[Saved entries]
<<<<
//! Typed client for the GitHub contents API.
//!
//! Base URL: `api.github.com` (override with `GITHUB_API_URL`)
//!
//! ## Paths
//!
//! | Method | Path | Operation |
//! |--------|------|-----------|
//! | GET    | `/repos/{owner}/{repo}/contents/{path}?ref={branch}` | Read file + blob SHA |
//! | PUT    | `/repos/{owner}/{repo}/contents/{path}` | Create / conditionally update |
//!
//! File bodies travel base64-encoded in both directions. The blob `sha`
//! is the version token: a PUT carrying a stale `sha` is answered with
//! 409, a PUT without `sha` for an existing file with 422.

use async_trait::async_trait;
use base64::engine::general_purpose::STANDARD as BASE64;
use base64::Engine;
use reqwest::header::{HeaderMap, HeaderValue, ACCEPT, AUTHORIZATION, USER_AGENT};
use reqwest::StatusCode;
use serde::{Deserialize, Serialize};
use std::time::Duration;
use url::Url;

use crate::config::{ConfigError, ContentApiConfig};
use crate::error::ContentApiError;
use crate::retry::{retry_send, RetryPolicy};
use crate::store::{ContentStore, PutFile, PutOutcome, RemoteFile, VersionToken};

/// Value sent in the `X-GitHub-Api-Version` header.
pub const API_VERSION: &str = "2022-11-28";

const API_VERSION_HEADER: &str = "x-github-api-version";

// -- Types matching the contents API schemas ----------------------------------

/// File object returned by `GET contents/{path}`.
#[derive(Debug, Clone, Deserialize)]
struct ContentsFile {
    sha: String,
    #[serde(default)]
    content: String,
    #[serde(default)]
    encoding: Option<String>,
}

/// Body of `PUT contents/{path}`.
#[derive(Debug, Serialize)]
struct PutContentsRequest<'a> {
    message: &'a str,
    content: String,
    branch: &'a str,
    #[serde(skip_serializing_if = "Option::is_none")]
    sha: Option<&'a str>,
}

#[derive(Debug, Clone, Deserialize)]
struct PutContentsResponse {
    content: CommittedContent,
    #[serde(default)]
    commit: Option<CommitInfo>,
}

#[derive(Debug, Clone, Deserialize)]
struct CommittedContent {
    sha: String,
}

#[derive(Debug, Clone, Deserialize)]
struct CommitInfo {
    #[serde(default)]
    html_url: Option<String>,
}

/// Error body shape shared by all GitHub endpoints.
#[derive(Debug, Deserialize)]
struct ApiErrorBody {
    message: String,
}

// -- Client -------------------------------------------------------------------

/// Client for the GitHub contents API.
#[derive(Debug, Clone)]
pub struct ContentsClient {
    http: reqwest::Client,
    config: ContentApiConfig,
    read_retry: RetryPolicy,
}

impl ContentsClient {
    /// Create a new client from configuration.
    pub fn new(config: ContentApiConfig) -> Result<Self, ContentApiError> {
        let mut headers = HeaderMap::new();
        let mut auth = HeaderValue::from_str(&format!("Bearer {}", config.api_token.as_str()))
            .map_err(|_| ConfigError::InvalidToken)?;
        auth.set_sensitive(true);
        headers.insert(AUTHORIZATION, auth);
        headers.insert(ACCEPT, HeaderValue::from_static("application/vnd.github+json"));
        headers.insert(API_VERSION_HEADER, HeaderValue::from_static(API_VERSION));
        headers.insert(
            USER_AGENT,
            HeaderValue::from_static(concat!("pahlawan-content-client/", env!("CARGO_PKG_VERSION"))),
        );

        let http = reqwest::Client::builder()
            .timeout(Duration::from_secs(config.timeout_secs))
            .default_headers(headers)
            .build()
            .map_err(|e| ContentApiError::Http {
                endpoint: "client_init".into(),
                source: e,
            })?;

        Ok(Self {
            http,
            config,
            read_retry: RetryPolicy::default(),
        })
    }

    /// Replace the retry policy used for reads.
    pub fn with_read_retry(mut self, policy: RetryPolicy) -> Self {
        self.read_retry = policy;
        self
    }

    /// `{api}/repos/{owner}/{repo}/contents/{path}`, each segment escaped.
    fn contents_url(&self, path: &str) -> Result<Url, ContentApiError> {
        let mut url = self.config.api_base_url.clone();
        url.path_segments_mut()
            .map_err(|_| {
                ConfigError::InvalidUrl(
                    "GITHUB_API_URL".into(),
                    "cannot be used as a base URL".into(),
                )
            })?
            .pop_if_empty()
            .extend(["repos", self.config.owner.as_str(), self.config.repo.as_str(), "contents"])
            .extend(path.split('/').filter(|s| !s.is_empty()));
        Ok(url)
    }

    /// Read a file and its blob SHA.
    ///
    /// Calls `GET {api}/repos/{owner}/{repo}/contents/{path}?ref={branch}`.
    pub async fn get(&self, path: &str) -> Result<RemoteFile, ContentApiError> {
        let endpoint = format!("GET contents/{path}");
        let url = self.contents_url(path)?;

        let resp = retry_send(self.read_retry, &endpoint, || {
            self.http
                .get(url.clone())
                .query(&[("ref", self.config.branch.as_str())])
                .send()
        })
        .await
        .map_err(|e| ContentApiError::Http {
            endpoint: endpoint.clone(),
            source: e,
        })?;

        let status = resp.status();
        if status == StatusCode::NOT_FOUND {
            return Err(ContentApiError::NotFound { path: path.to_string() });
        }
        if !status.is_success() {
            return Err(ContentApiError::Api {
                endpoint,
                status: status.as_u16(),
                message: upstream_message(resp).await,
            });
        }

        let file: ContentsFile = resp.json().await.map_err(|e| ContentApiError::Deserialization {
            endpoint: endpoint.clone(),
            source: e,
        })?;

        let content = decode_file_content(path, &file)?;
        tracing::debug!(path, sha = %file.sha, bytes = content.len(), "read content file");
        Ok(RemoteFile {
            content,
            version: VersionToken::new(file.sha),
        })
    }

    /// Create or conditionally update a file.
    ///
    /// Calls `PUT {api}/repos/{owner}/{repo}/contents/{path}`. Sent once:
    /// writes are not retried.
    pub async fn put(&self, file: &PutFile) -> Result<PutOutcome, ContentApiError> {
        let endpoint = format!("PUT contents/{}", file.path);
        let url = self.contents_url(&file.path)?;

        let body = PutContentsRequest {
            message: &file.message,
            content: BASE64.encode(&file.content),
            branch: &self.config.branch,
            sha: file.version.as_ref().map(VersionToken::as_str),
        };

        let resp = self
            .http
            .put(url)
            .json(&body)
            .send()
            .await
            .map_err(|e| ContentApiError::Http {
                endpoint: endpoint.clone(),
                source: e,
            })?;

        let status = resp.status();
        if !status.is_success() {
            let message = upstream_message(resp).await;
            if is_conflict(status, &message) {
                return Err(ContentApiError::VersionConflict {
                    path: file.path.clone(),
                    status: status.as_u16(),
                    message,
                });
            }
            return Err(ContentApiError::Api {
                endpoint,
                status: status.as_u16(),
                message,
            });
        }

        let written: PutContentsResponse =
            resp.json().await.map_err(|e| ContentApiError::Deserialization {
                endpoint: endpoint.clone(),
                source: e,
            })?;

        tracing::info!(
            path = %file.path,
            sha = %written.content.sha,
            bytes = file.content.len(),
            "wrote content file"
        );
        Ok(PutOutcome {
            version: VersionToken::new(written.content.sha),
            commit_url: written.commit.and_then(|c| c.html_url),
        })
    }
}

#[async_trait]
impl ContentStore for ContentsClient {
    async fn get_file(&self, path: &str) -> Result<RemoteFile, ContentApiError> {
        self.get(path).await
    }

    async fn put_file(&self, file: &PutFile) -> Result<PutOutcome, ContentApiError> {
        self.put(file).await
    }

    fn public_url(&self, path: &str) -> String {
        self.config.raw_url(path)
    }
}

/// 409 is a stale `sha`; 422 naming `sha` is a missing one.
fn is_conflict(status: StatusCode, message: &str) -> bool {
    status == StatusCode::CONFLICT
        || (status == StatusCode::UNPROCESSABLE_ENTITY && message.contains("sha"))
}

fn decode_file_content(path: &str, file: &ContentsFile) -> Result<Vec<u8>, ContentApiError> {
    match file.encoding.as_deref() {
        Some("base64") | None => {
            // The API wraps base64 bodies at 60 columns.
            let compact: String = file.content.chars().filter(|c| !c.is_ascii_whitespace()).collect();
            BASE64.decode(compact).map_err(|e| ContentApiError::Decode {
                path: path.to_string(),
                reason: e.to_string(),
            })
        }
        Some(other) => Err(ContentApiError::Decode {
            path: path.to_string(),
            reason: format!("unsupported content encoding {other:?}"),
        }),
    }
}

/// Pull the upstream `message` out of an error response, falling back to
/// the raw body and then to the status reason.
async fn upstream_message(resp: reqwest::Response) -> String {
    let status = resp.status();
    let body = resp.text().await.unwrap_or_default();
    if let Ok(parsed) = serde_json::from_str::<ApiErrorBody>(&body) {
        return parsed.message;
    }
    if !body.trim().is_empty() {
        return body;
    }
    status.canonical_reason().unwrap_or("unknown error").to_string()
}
>>>>
Filter the records above, keeping each line that contains the word "StatusCode".

use reqwest::StatusCode;
        if status == StatusCode::NOT_FOUND {
fn is_conflict(status: StatusCode, message: &str) -> bool {
    status == StatusCode::CONFLICT
        || (status == StatusCode::UNPROCESSABLE_ENTITY && message.contains("sha"))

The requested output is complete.